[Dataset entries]

===

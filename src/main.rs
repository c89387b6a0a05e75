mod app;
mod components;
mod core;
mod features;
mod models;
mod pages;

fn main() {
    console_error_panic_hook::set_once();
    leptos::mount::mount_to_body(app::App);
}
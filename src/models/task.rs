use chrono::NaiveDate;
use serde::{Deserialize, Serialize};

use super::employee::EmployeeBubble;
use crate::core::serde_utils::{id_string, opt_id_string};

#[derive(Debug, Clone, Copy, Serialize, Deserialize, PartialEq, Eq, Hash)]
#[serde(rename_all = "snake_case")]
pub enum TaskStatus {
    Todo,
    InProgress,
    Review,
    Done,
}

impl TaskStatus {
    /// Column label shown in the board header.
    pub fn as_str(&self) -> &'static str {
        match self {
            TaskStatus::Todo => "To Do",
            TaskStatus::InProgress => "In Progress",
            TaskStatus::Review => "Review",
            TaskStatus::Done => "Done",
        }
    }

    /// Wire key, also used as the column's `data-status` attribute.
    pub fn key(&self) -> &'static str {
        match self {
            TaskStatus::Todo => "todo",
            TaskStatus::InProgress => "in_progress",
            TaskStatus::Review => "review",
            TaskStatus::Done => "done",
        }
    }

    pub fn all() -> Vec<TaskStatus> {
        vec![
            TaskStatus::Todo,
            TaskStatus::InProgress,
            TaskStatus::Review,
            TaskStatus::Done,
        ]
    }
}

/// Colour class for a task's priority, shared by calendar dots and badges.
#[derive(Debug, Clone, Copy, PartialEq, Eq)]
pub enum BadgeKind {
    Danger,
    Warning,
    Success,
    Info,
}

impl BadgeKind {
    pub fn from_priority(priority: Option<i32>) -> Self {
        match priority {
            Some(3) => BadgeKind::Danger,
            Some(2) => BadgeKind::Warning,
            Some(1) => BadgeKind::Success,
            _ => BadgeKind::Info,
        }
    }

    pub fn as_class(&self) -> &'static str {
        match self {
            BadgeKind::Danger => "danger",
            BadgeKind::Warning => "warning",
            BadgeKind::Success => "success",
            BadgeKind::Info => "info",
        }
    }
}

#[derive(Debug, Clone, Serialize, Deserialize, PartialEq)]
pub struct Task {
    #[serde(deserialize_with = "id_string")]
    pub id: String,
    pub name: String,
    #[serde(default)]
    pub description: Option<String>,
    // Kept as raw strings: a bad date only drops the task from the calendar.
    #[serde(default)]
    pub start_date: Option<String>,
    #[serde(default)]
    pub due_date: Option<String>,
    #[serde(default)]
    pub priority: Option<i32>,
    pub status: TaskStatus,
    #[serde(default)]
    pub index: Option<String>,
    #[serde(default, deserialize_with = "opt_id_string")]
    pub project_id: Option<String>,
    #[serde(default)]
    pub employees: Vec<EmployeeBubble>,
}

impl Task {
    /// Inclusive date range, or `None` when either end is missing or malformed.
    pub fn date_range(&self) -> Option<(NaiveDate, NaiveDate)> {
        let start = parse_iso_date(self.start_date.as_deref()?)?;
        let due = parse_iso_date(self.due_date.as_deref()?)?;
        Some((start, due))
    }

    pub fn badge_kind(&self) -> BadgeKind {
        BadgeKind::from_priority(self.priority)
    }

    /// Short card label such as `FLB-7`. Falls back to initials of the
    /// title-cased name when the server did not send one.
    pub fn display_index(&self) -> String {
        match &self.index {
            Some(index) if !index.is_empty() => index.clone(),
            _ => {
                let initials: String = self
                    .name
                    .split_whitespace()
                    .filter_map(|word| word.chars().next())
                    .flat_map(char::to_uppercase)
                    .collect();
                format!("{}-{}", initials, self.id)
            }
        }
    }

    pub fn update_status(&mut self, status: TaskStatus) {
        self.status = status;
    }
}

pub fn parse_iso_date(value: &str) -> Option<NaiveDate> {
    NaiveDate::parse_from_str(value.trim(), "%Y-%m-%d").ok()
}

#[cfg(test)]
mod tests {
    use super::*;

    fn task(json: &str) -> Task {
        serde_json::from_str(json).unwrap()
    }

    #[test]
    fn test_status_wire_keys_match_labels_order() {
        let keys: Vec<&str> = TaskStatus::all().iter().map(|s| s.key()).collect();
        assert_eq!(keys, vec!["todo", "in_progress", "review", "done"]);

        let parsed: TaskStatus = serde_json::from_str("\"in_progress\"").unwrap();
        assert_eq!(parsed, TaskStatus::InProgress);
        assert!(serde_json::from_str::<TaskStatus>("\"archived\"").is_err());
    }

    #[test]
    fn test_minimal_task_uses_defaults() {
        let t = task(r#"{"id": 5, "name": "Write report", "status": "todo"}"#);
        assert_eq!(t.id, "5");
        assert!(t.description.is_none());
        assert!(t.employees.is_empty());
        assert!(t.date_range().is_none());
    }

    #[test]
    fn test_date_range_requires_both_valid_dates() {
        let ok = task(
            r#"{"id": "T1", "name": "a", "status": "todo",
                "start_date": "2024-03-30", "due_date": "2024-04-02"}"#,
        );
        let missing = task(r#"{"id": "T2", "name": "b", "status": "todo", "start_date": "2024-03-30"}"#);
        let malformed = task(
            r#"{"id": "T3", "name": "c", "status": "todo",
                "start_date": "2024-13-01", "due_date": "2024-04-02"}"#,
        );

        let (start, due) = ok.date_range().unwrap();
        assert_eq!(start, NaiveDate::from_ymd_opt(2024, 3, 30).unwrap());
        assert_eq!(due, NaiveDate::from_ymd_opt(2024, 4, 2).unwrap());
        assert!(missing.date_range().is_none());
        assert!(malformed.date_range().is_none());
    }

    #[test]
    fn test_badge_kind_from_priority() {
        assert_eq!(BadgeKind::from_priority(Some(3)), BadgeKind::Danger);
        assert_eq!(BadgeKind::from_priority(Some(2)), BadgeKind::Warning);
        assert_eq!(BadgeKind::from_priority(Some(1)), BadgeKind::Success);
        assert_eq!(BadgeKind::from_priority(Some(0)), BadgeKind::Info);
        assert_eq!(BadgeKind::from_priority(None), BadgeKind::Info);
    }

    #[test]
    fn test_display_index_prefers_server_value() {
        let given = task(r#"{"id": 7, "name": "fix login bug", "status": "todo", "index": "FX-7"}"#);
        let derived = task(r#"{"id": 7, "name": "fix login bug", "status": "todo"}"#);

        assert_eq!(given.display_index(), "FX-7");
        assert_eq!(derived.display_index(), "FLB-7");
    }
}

===

◆ **WHAT TO DO**: In the entries above, find each line that includes the string "PartialEq" and copy it.

◆ **TASK OUTPUT**:
#[derive(Debug, Clone, Copy, Serialize, Deserialize, PartialEq, Eq, Hash)]
#[derive(Debug, Clone, Copy, PartialEq, Eq)]
#[derive(Debug, Clone, Serialize, Deserialize, PartialEq)]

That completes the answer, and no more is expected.